#[cfg(test)]
mod tests {
    use super::*;
    use crate::catalog::Episode;
    use crate::db::{save_episode_on_play, MemoryStore, TIME_PLAYED_KEY};
    use crate::playback::media::FakeMedia;

    fn episode(id: &str, duration_label: &str) -> Episode {
        Episode {
            id: id.to_string(),
            podcast_id: "pod".to_string(),
            title: format!("Episode {id}"),
            duration_label: duration_label.to_string(),
            ..Default::default()
        }
    }

    fn inputs(episode_id: &str, playing: bool) -> RenderInputs {
        RenderInputs {
            episode_id: Some(episode_id.to_string()),
            playing,
            speed: 1.0,
            hidden: false,
        }
    }

    fn store_with_position(elapsed: &str, ep: &Episode) -> MemoryStore {
        let store = MemoryStore::new();
        store.set(TIME_PLAYED_KEY, elapsed).unwrap();
        save_episode_on_play(&store, ep).unwrap();
        store
    }

    #[test]
    fn fresh_mount_has_placeholder_state() {
        let session = PlaybackSession::mount(&MemoryStore::new(), 10.0);
        assert_eq!(session.state(), &PlaybackState::default());
    }

    #[test]
    fn mount_arms_resume_from_store() {
        let store = store_with_position("150", &episode("a", "00:05:00"));
        let session = PlaybackSession::mount(&store, 10.0);
        assert_eq!(session.state().elapsed_label, "00:02:30");
        assert_eq!(session.state().percent_complete, 50.0);
        assert!(session.state().resume_requested);
    }

    #[test]
    fn zero_position_does_not_arm_resume() {
        let store = store_with_position("0", &episode("a", "00:05:00"));
        let session = PlaybackSession::mount(&store, 10.0);
        assert!(!session.state().resume_requested);
    }

    #[test]
    fn position_without_snapshot_does_not_arm_resume() {
        let store = MemoryStore::new();
        store.set(TIME_PLAYED_KEY, "99").unwrap();
        let session = PlaybackSession::mount(&store, 10.0);
        assert_eq!(session.state(), &PlaybackState::default());
    }

    #[test]
    fn unparsable_duration_degrades_to_zero_percent() {
        let store = store_with_position("60", &episode("a", "soon"));
        let session = PlaybackSession::mount(&store, 10.0);
        assert_eq!(session.state().percent_complete, 0.0);
        assert!(session.state().resume_requested);
    }

    #[test]
    fn overflowing_duration_degrades_to_zero_percent() {
        let store = store_with_position("60", &episode("a", "18446744073709551615:00"));
        let session = PlaybackSession::mount(&store, 10.0);
        assert_eq!(session.state().percent_complete, 0.0);
        assert_eq!(session.state().elapsed_label, "00:01:00");
        assert!(session.state().resume_requested);
    }

    #[test]
    fn resume_applies_exactly_once() {
        let store = store_with_position("120", &episode("a", "00:10:00"));
        let mut session = PlaybackSession::mount(&store, 10.0);
        let mut media = FakeMedia::with_duration(600.0);

        session.on_time_update(&mut media, &store);
        assert_eq!(media.current_time, 120.0);
        assert!(!session.state().resume_requested);

        for _ in 0..5 {
            media.current_time += 1.0;
            session.on_time_update(&mut media, &store);
        }
        assert_eq!(media.seeks, vec![120.0]);
        assert!(!session.state().resume_requested);
        assert_eq!(session.state().elapsed_label, "00:02:05");
    }

    #[test]
    fn sync_preloads_resume_position() {
        let store = store_with_position("45", &episode("a", "00:10:00"));
        let mut session = PlaybackSession::mount(&store, 10.0);
        let mut media = FakeMedia::with_duration(f64::NAN);

        session.sync(&inputs("a", false), &mut media, &store);
        assert_eq!(media.current_time, 45.0);
        assert!(session.state().resume_requested);
    }

    #[test]
    fn tick_updates_progress_and_persists() {
        let store = MemoryStore::new();
        let mut session = PlaybackSession::new(10.0);
        let mut media = FakeMedia::with_duration(400.0);
        media.current_time = 100.0;

        session.on_time_update(&mut media, &store);
        assert_eq!(session.state().percent_complete, 25.0);
        assert_eq!(session.state().elapsed_label, "00:01:40");
        assert_eq!(store.get(TIME_PLAYED_KEY).unwrap().as_deref(), Some("100"));
    }

    #[test]
    fn tick_without_duration_reports_zero_percent() {
        let store = MemoryStore::new();
        let mut session = PlaybackSession::new(10.0);
        let mut media = FakeMedia::with_duration(f64::NAN);
        media.current_time = 12.0;

        session.on_time_update(&mut media, &store);
        assert_eq!(session.state().percent_complete, 0.0);
        assert_eq!(session.state().elapsed_label, "00:00:12");
    }

    #[test]
    fn sync_drives_play_and_pause() {
        let store = MemoryStore::new();
        let mut session = PlaybackSession::new(10.0);
        let mut media = FakeMedia::with_duration(100.0);

        session.sync(&inputs("a", true), &mut media, &store);
        assert!(!media.paused);
        session.sync(&inputs("a", true), &mut media, &store);
        assert_eq!(media.play_calls, 1);

        session.sync(&inputs("a", false), &mut media, &store);
        assert!(media.paused);
        assert_eq!(media.pause_calls, 1);
    }

    #[test]
    fn hidden_or_empty_player_leaves_media_alone() {
        let store = MemoryStore::new();
        let mut session = PlaybackSession::new(10.0);
        let mut media = FakeMedia::with_duration(100.0);

        let mut hidden = inputs("a", true);
        hidden.hidden = true;
        session.sync(&hidden, &mut media, &store);

        let empty = RenderInputs {
            episode_id: None,
            playing: true,
            speed: 2.0,
            hidden: false,
        };
        session.sync(&empty, &mut media, &store);
        assert_eq!(media.play_calls, 0);
        assert_eq!(media.playback_rate, 1.0);
    }

    #[test]
    fn speed_is_applied_when_it_changes() {
        let store = MemoryStore::new();
        let mut session = PlaybackSession::new(10.0);
        let mut media = FakeMedia::with_duration(100.0);

        let mut props = inputs("a", false);
        props.speed = 1.5;
        session.sync(&props, &mut media, &store);
        assert_eq!(media.playback_rate, 1.5);

        props.speed = 2.0;
        session.sync(&props, &mut media, &store);
        assert_eq!(media.playback_rate, 2.0);
    }

    #[test]
    fn changing_episode_resets_progress() {
        let store = MemoryStore::new();
        let mut session = PlaybackSession::new(10.0);
        let mut media = FakeMedia::with_duration(300.0);

        session.sync(&inputs("a", true), &mut media, &store);
        media.current_time = 150.0;
        session.on_time_update(&mut media, &store);
        assert_eq!(session.state().percent_complete, 50.0);

        session.sync(&inputs("b", true), &mut media, &store);
        assert_eq!(session.state().elapsed_label, ELAPSED_PLACEHOLDER);
        assert_eq!(session.state().percent_complete, 0.0);
    }

    #[test]
    fn changing_episode_disarms_pending_resume() {
        let store = store_with_position("200", &episode("a", "00:10:00"));
        let mut session = PlaybackSession::mount(&store, 10.0);
        let mut media = FakeMedia::with_duration(600.0);

        session.sync(&inputs("a", false), &mut media, &store);
        session.sync(&inputs("b", true), &mut media, &store);
        assert!(!session.state().resume_requested);

        media.current_time = 0.0;
        session.on_time_update(&mut media, &store);
        assert_eq!(media.current_time, 0.0);
        assert_eq!(session.state().elapsed_label, "00:00:00");
    }

    #[test]
    fn showing_hidden_player_rearms_resume() {
        let store = MemoryStore::new();
        let mut session = PlaybackSession::new(10.0);
        let mut media = FakeMedia::with_duration(300.0);

        session.sync(&inputs("a", true), &mut media, &store);
        media.current_time = 90.0;
        session.on_time_update(&mut media, &store);

        let mut hidden = inputs("a", false);
        hidden.hidden = true;
        session.sync(&hidden, &mut media, &store);

        let mut fresh = FakeMedia::with_duration(300.0);
        session.sync(&inputs("a", false), &mut fresh, &store);
        assert!(session.state().resume_requested);
        assert_eq!(fresh.current_time, 90.0);
        assert_eq!(session.state().elapsed_label, "00:01:30");

        session.on_time_update(&mut fresh, &store);
        assert!(!session.state().resume_requested);
    }

    #[test]
    fn skip_back_clamps_at_start() {
        let store = MemoryStore::new();
        let mut session = PlaybackSession::new(10.0);
        let mut media = FakeMedia::with_duration(500.0);

        media.current_time = 5.0;
        assert_eq!(session.on_control(ControlRole::SkipBack, &mut media, &store), None);
        assert_eq!(media.current_time, 0.0);

        media.current_time = 30.0;
        session.on_control(ControlRole::SkipBack, &mut media, &store);
        assert_eq!(media.current_time, 20.0);
    }

    #[test]
    fn skip_forward_clamps_at_end() {
        let store = MemoryStore::new();
        let mut session = PlaybackSession::new(10.0);
        let mut media = FakeMedia::with_duration(500.0);

        media.current_time = 495.0;
        session.on_control(ControlRole::SkipForward, &mut media, &store);
        assert_eq!(media.current_time, 500.0);

        media.current_time = 100.0;
        session.on_control(ControlRole::SkipForward, &mut media, &store);
        assert_eq!(media.current_time, 110.0);
    }

    #[test]
    fn play_and_speed_are_delegated() {
        let store = MemoryStore::new();
        let mut session = PlaybackSession::new(10.0);
        let mut media = FakeMedia::with_duration(500.0);

        assert_eq!(
            session.on_control(ControlRole::PlayPause, &mut media, &store),
            Some(ParentRequest::TogglePlay)
        );
        assert_eq!(
            session.on_control(ControlRole::Speed, &mut media, &store),
            Some(ParentRequest::CycleSpeed)
        );
        assert_eq!(media.play_calls, 0);
        assert!(media.seeks.is_empty());
    }

    #[test]
    fn scrub_to_middle_of_bar() {
        let mut session = PlaybackSession::new(10.0);
        let mut media = FakeMedia::with_duration(200.0);

        session.scrub(250.0, 500.0, &mut media);
        assert_eq!(media.current_time, 100.0);
    }

    #[test]
    fn remove_clears_position_and_state() {
        let ep = episode("a", "00:10:00");
        let store = store_with_position("300", &ep);
        let mut session = PlaybackSession::mount(&store, 10.0);
        let mut media = FakeMedia::with_duration(600.0);
        media.paused = false;

        assert_eq!(
            session.on_control(ControlRole::Remove, &mut media, &store),
            Some(ParentRequest::RemovePlayer)
        );
        assert!(media.paused);
        assert_eq!(session.state(), &PlaybackState::default());
        assert_eq!(store.get(TIME_PLAYED_KEY).unwrap(), None);

        let remounted = PlaybackSession::mount(&store, 10.0);
        assert!(!remounted.state().resume_requested);
        assert_eq!(remounted.state().elapsed_label, ELAPSED_PLACEHOLDER);
    }
}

━━━━

#### [EXERCISE BRIEF]
For each line above that carries the word "seeks", copy it out.

#### [EXERCISE OUTPUT]
        assert_eq!(media.seeks, vec![120.0]);
        assert!(media.seeks.is_empty());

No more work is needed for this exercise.